According to histological structure (cell type), lung cancer can be:

1. Small cell– the most aggressive tumor, quickly occupies and metastasizes already at early stages. Frequency of occurrence – 20%. Forecast – 16 months. with non-advanced cancer and 6 months. - when widespread.
2. Non-small cell It is more common and characterized by relatively slow growth. There are three types:
   • squamous cell lung cancer (from flat lamellar cells with slow growth and a low incidence of early metastases, with areas of keratinization), prone to necrosis, ulcers, and ischemia. 15% survival rate.
   • adenocarcinoma develops from glandular cells. It spreads quickly through the bloodstream. Survival rate is 20% with palliative treatment, 80% with surgery.
   • large cell carcinoma has several varieties, is asymptomatic, and occurs in 18% of cases. Average survival rate 15% (depending on type).

Stages

• Lung cancer stage 1. A tumor up to 3 cm in diameter or a bronchial tumor in one lobe; there are no metastases in neighboring lymph nodes.
• Lung cancer stage 2. A tumor in the lung is 3-6 cm, blocks the bronchi, grows into the pleura, causes atelectasis (loss of airiness).
• Lung cancer stage 3. A tumor of 6-7 cm spreads to neighboring organs, atelectasis of the entire lung, the presence of metastases in neighboring lymph nodes (root of the lung and mediastinum, supraclavicular zones).
• Lung cancer stage 4. The tumor grows in the heart, large vessels, fluid appears in the pleural cavity.

Symptoms

Common symptoms of lung cancer

• Fast weight loss,
• no appetite,
• decline in performance,
• sweating,
• unstable temperature.

Specific signs:

• a debilitating cough without an obvious reason is a companion to bronchial cancer. The color of the sputum changes to yellow-green. IN horizontal position, physical exercise, in the cold, coughing attacks become more frequent: a tumor growing in the area of ​​the bronchial tree irritates the mucous membrane.
• Blood when coughing is pinkish or scarlet, with clots, but hemoptysis is also a sign.
• Shortness of breath due to inflammation of the lungs, collapse of part of the lung due to tumor blockage of the bronchial tube. With tumors in large bronchi, organ shutdown may occur.
• Chest pain due to the penetration of cancer into the serous tissue (pleura), growing into the bone. At the beginning of the disease there are no warning signs; the appearance of pain indicates an advanced stage. The pain can radiate to the arm, neck, back, shoulder, intensifying when coughing.

Diagnostics

Diagnosing lung cancer is not an easy task, because oncology looks like pneumonia, abscesses, and tuberculosis. More than half of tumors are detected too late. For the purpose of prevention, it is necessary to undergo an x-ray annually. If cancer is suspected, they undergo:

• Fluorography to determine tuberculosis, pneumonia, lung tumors. If there are deviations, you need to take an x-ray.
• X-ray of the lungs more accurately assesses the pathology.
• Layer-by-layer X-ray tomography of the problem area - several sections with the focus of the disease in the center.
• Computed tomography or magnetic resonance imaging with the introduction of contrast on layer-by-layer sections shows in detail and clarifies the diagnosis according to explicit criteria.
• Bronchoscopy diagnoses central cancer tumors. You can see the problem and take a biopsy - a piece of affected tissue for analysis.
• Tumor markers test the blood for a protein produced only by the tumor.
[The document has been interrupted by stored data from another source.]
//! # Repo Exam
//!
//! 一个把仓库 markdown 文档变成交互式 AI 考试的 Rust 应用程序
//!
//! ## 架构设计
//!
//! 本系统采用严格的四层架构：
//!
//! ### ① 客户端层（Clients）
//! - `clients/` - 只封装远端 API 调用，不含业务逻辑
//! - `GithubClient` - 仓库内容 API（目录清单、原始文件下载）
//! - `LlmClient` - 生成式模型 API（兼容 OpenAI 接口）
//!
//! ### ② 业务能力层（Services）
//! - `services/` - 描述"我能做什么"
//! - `DocumentService` - 递归发现与并发下载文档能力
//! - `ExamService` - 出题能力（含边界结构校验）
//! - `GradingService` - 评分能力（客观题本地判分 + 简答题远端评分）
//!
//! ### ③ 流程层（Workflow）
//! - `workflow/` - 定义一次考试的完整生命周期
//! - `ExamFlow` - 应用阶段状态机（等待输入 → 选择文件 → 出题 → 考试 → 交卷）
//! - `ExamSession` - 答题会话（题目指针、作答缓冲、时间预算）
//!
//! ### ④ 编排层（Orchestration）
//! - `orchestrator/` - 交互式主循环，按阶段驱动整个流程
//!
//! 展示层（`presentation/`）是纯文本渲染，评分结果的只读消费者。
//!
//! ## 模块结构

pub mod clients;
pub mod config;
pub mod error;

pub mod models;
pub mod orchestrator;
pub mod presentation;
pub mod services;
pub mod utils;
pub mod workflow;

// 重新导出常用类型
pub use config::Config;
pub use error::{AppError, AppResult};
pub use models::{AnswerValue, CorrectAnswer, Document, Exam, Question, QuestionType, UserAnswer};
pub use orchestrator::App;
pub use services::{DocumentService, ExamService, GradingService, ScoreReport};
pub use workflow::{ExamFlow, ExamSession, Phase};
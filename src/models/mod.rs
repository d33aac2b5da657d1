pub mod answer;
pub mod exam;
pub mod repo;

pub use answer::{AnswerValue, UserAnswer};
pub use exam::{CorrectAnswer, Exam, Question, QuestionType};
pub use repo::{parse_repo_url, Document, RepoFileRef, RepoRef};
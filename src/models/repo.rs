//! 仓库内容数据结构
//!
//! 仓库引用、文件清单条目和已下载的文档文本

use regex::Regex;
use serde::{Deserialize, Serialize};

use crate::error::{AppResult, ValidationError};

/// 仓库引用（owner + 仓库名）
#[derive(Debug, Clone, PartialEq, Eq)]
pub struct RepoRef {
    pub owner: String,
    pub repo: String,
}

impl std::fmt::Display for RepoRef {
    fn fmt(&self, f: &mut std::fmt::Formatter<'_>) -> std::fmt::Result {
        write!(f, "{}/{}", self.owner, self.repo)
    }
}

/// 解析用户输入的仓库 URL
///
/// 只接受 `https://host/{owner}/{repo}[...]` 形式，
/// 在发起任何网络请求之前完成校验
pub fn parse_repo_url(input: &str) -> AppResult<RepoRef> {
    let input = input.trim();
    let re = Regex::new(r"^https://[^/\s]+/([^/\s]+)/([^/\s]+)")
        .expect("仓库 URL 正则表达式不合法");

    match re.captures(input) {
        Some(caps) => Ok(RepoRef {
            owner: caps[1].to_string(),
            repo: caps[2].trim_end_matches(".git").to_string(),
        }),
        None => Err(ValidationError::InvalidRepoUrl {
            input: input.to_string(),
        }
        .into()),
    }
}

/// 仓库文件清单条目
///
/// 对应内容 API 返回数组中的一项；目录条目的 download_url 为空
#[derive(Debug, Clone, Serialize, Deserialize)]
pub struct RepoFileRef {
    pub name: String,
    pub path: String,
    #[serde(default)]
    pub download_url: Option<String>,
    #[serde(rename = "type")]
    pub kind: String,
}

impl RepoFileRef {
    pub fn is_file(&self) -> bool {
        self.kind == "file"
    }

    pub fn is_dir(&self) -> bool {
        self.kind == "dir"
    }

    /// 扩展名匹配（不区分大小写）
    pub fn matches_extension(&self, extension: &str) -> bool {
        self.name
            .to_lowercase()
            .ends_with(&extension.to_lowercase())
    }
}

/// 已下载的文档文本
///
/// 获取后不再修改，仅供出题服务消费
#[derive(Debug, Clone)]
pub struct Document {
    pub name: String,
    pub content: String,
}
The NSE tumor marker is used for small cell cancer, the SSC and CYFRA markers are used for squamous cell carcinoma and adenocarcinoma, and CEA is a universal marker. The diagnostic level is low; it is used after treatment for early detection of metastases.
• Sputum analysis has a low probability of suggesting the presence of a tumor if atypical cells are detected.
• Thoracoscopy - examination through camera punctures in pleural cavity. Allows you to take a biopsy and clarify changes.
• A biopsy with a CT scan is used when there is doubt about the diagnosis.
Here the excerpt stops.